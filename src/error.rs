//! # Signature Flow Errors
//!
//! Every engine operation returns [`FlowResult`]. Callers branch on
//! [`FlowError::kind`] instead of matching message strings; the HTTP layer
//! maps each kind to a status code and uses [`FlowError::public_message`] so
//! persistence internals never reach clients.

use crate::constants::SignerRole;
use serde::{Deserialize, Serialize};
use thiserror::Error;
use uuid::Uuid;

/// Error taxonomy for the signature flow engine
#[derive(Debug, Clone, PartialEq, Eq, Error)]
pub enum FlowError {
    /// Malformed flow definition
    #[error("Invalid flow definition: {0}")]
    Validation(String),

    #[error("User has already signed this document")]
    AlreadySigned,

    /// The caller's role does not match the active stage
    #[error("Signatures from role '{required}' ({}) are currently required", .required.display_name())]
    RoleMismatch { required: SignerRole },

    #[error("Signature flow is already complete")]
    FlowAlreadyComplete,

    #[error("No signature flow is defined for this document")]
    NoFlowDefined,

    #[error("Document {0} not found")]
    DocumentNotFound(Uuid),

    /// Transaction, commit, timeout or connectivity failure; nothing was committed
    #[error("Failed to {operation}: {cause}")]
    Persistence { operation: String, cause: String },
}

/// Coarse classification used by callers to map failures uniformly
#[derive(Debug, Clone, Copy, PartialEq, Eq, Hash, Serialize, Deserialize)]
#[serde(rename_all = "snake_case")]
pub enum ErrorKind {
    Validation,
    Conflict,
    NotFound,
    Persistence,
}

impl FlowError {
    pub fn validation(message: impl Into<String>) -> Self {
        Self::Validation(message.into())
    }

    pub fn persistence(operation: impl Into<String>, cause: impl std::fmt::Display) -> Self {
        Self::Persistence {
            operation: operation.into(),
            cause: cause.to_string(),
        }
    }

    pub fn kind(&self) -> ErrorKind {
        match self {
            Self::Validation(_) => ErrorKind::Validation,
            Self::AlreadySigned | Self::RoleMismatch { .. } | Self::FlowAlreadyComplete => {
                ErrorKind::Conflict
            }
            Self::NoFlowDefined | Self::DocumentNotFound(_) => ErrorKind::NotFound,
            Self::Persistence { .. } => ErrorKind::Persistence,
        }
    }

    /// Message safe to hand to clients
    pub fn public_message(&self) -> String {
        match self {
            Self::Persistence { operation, .. } => format!("Failed to {operation}"),
            other => other.to_string(),
        }
    }

    /// Re-label a persistence failure with the operation that was in flight
    pub fn during(self, operation: &str) -> Self {
        match self {
            Self::Persistence { cause, .. } => Self::Persistence {
                operation: operation.to_string(),
                cause,
            },
            other => other,
        }
    }
}

impl From<sqlx::Error> for FlowError {
    fn from(err: sqlx::Error) -> Self {
        match err {
            sqlx::Error::PoolTimedOut => Self::persistence("acquire a database connection", err),
            other => Self::persistence("access the signature flow tables", other),
        }
    }
}

pub type FlowResult<T> = std::result::Result<T, FlowError>;
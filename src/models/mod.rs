//! # Signature Flow Models
//!
//! Persisted entities owned by the engine (`FlowStage`, `SignatureRecord`),
//! shapes describing the external document/user collaborators, and the read
//! views returned to callers.

pub mod document;
pub mod flow_stage;
pub mod flow_view;
pub mod signature_record;

pub use document::{DocumentSummary, PendingDocument};
pub use flow_stage::{FlowStage, StageDefinition};
pub use flow_view::{FlowProgress, FlowStageView, StageSignature};
pub use signature_record::{DocumentSignature, NewSignatureRecord, SignatureRecord};
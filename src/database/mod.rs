//! # Database Operations
//!
//! Pool construction from configuration, health checks, and the embedded
//! schema migrations for the signature flow tables.
//!
//! - [`connection`] - Pool setup bounded by the configured timeouts
//! - [`migrations`] - Embedded `sqlx` migrations under `migrations/`

pub mod connection;
pub mod migrations;

pub use connection::DatabaseConnection;
pub use migrations::DatabaseMigrations;
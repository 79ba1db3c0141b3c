//! # System Constants
//!
//! Role and status vocabularies shared by the signature flow engine, the
//! persistence layer and the HTTP surface, plus the event names published when
//! a flow advances.
//!
//! Roles and document statuses are persisted as their snake_case codes, so the
//! `Display`/`FromStr` pairs below are the single source of truth for the
//! strings stored in `signature_flow_stages.role`, `signature_records.role`
//! and `documents.status`.

use serde::{Deserialize, Serialize};
use std::fmt;

/// Flow lifecycle events published after a successful commit
pub mod events {
    pub const FLOW_DEFINED: &str = "flow.defined";
    pub const SIGNATURE_RECORDED: &str = "flow.signature_recorded";
    pub const STAGE_COMPLETED: &str = "flow.stage_completed";
    pub const FLOW_COMPLETED: &str = "flow.completed";
}

/// Limits applied to flow definitions
pub mod limits {
    /// Maximum number of stages a single document flow may declare
    pub const MAX_STAGES_PER_FLOW: usize = 64;
}

/// Signer roles that can be required by a flow stage
#[derive(Debug, Clone, Copy, PartialEq, Eq, Hash, Serialize, Deserialize)]
#[serde(rename_all = "snake_case")]
pub enum SignerRole {
    /// Operational staff
    #[serde(alias = "operational", alias = "operativo")]
    Employer,
    /// Coordinators
    #[serde(alias = "coordinator", alias = "coordinador")]
    Management,
    /// Deputy administrators
    SubAdmin,
    /// Administrators, the only role allowed to define flows
    Admin,
}

impl SignerRole {
    pub const ALL: [SignerRole; 4] = [
        Self::Employer,
        Self::Management,
        Self::SubAdmin,
        Self::Admin,
    ];

    /// Persisted code for this role
    pub fn as_str(&self) -> &'static str {
        match self {
            Self::Employer => "employer",
            Self::Management => "management",
            Self::SubAdmin => "sub_admin",
            Self::Admin => "admin",
        }
    }

    /// Human-readable name shown next to a stage
    pub fn display_name(&self) -> &'static str {
        match self {
            Self::Employer => "Operativo",
            Self::Management => "Coordinador",
            Self::SubAdmin => "Sub-Administrador",
            Self::Admin => "Administrador",
        }
    }

    /// Whether this role may create or replace a document flow
    pub fn can_define_flows(&self) -> bool {
        matches!(self, Self::Admin)
    }
}

impl fmt::Display for SignerRole {
    fn fmt(&self, f: &mut fmt::Formatter<'_>) -> fmt::Result {
        f.write_str(self.as_str())
    }
}

impl std::str::FromStr for SignerRole {
    type Err = String;

    fn from_str(s: &str) -> Result<Self, Self::Err> {
        match s.trim() {
            "employer" | "operational" | "operativo" => Ok(Self::Employer),
            "management" | "coordinator" | "coordinador" => Ok(Self::Management),
            "sub_admin" => Ok(Self::SubAdmin),
            "admin" => Ok(Self::Admin),
            other => Err(format!("Invalid signer role: {other}")),
        }
    }
}

/// Status of the external document entity
#[derive(Debug, Clone, Copy, PartialEq, Eq, Hash, Serialize, Deserialize)]
#[serde(rename_all = "snake_case")]
pub enum DocumentStatus {
    Draft,
    /// Awaiting signatures; the only status surfaced in pending lists
    Pending,
    /// Every stage of the flow met its quota
    Signed,
    Rejected,
}

impl DocumentStatus {
    pub fn as_str(&self) -> &'static str {
        match self {
            Self::Draft => "draft",
            Self::Pending => "pending",
            Self::Signed => "signed",
            Self::Rejected => "rejected",
        }
    }
}

impl fmt::Display for DocumentStatus {
    fn fmt(&self, f: &mut fmt::Formatter<'_>) -> fmt::Result {
        f.write_str(self.as_str())
    }
}

impl std::str::FromStr for DocumentStatus {
    type Err = String;

    fn from_str(s: &str) -> Result<Self, Self::Err> {
        match s {
            "draft" => Ok(Self::Draft),
            "pending" => Ok(Self::Pending),
            "signed" => Ok(Self::Signed),
            "rejected" => Ok(Self::Rejected),
            _ => Err(format!("Invalid document status: {s}")),
        }
    }
}
//! # Signature Record Model
//!
//! Immutable history of who signed a document and under which role.
//!
//! Maps to `signature_records`, which carries `UNIQUE (document_id, user_id)`:
//! a user signs a document at most once regardless of role.

use crate::constants::SignerRole;
use chrono::{DateTime, Utc};
use serde::{Deserialize, Serialize};
use uuid::Uuid;

#[derive(Debug, Clone, PartialEq, Eq, Serialize, Deserialize)]
pub struct SignatureRecord {
    pub signature_record_id: i64,
    pub document_id: Uuid,
    pub user_id: Uuid,
    pub role: SignerRole,
    pub signed_at: DateTime<Utc>,
}

/// New SignatureRecord for insertion
#[derive(Debug, Clone, PartialEq, Eq, Serialize, Deserialize)]
pub struct NewSignatureRecord {
    pub document_id: Uuid,
    pub user_id: Uuid,
    pub role: SignerRole,
    pub signed_at: DateTime<Utc>,
}

impl NewSignatureRecord {
    pub fn now(document_id: Uuid, user_id: Uuid, role: SignerRole) -> Self {
        Self {
            document_id,
            user_id,
            role,
            signed_at: Utc::now(),
        }
    }
}

/// A document's signature joined with the signer's display name from the
/// user directory. Unknown users keep a `None` name.
#[derive(Debug, Clone, PartialEq, Eq, Serialize, Deserialize)]
pub struct DocumentSignature {
    pub role: SignerRole,
    pub user_id: Uuid,
    pub user_name: Option<String>,
    pub signed_at: DateTime<Utc>,
}
//! Read views returned by `get_document_flow` and embedded in signature outcomes.

use crate::constants::SignerRole;
use crate::models::signature_record::DocumentSignature;
use chrono::{DateTime, Utc};
use serde::{Deserialize, Serialize};
use uuid::Uuid;

#[derive(Debug, Clone, PartialEq, Eq, Serialize, Deserialize)]
pub struct StageSignature {
    pub user_id: Uuid,
    pub user_name: Option<String>,
    pub signed_at: DateTime<Utc>,
}

impl From<&DocumentSignature> for StageSignature {
    fn from(signature: &DocumentSignature) -> Self {
        Self {
            user_id: signature.user_id,
            user_name: signature.user_name.clone(),
            signed_at: signature.signed_at,
        }
    }
}

/// A flow stage annotated with its completion state and attributed signatures
#[derive(Debug, Clone, PartialEq, Eq, Serialize, Deserialize)]
pub struct FlowStageView {
    pub flow_stage_id: i64,
    pub role: SignerRole,
    pub role_name: String,
    pub required_count: i32,
    pub current_count: i32,
    pub flow_order: i32,
    pub completed: bool,
    /// True only for the earliest incomplete stage
    pub is_active: bool,
    pub signatures: Vec<StageSignature>,
}

/// Aggregate progress across every stage of a flow
#[derive(Debug, Clone, Copy, PartialEq, Serialize, Deserialize)]
pub struct FlowProgress {
    pub total_required: i64,
    pub total_signed: i64,
    pub completed_stages: usize,
    pub total_stages: usize,
    pub percent_complete: f64,
}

◆ **WHAT TO PRODUCE**
Nothing should be returned except the lines from the first line of the data above through the line with "the HTTP layer", each one exact.

◆ **RESPONSE TO THE TASK**
filename src/error.rs
//! # Signature Flow Errors
//!
//! Every engine operation returns [`FlowResult`]. Callers branch on
//! [`FlowError::kind`] instead of matching message strings; the HTTP layer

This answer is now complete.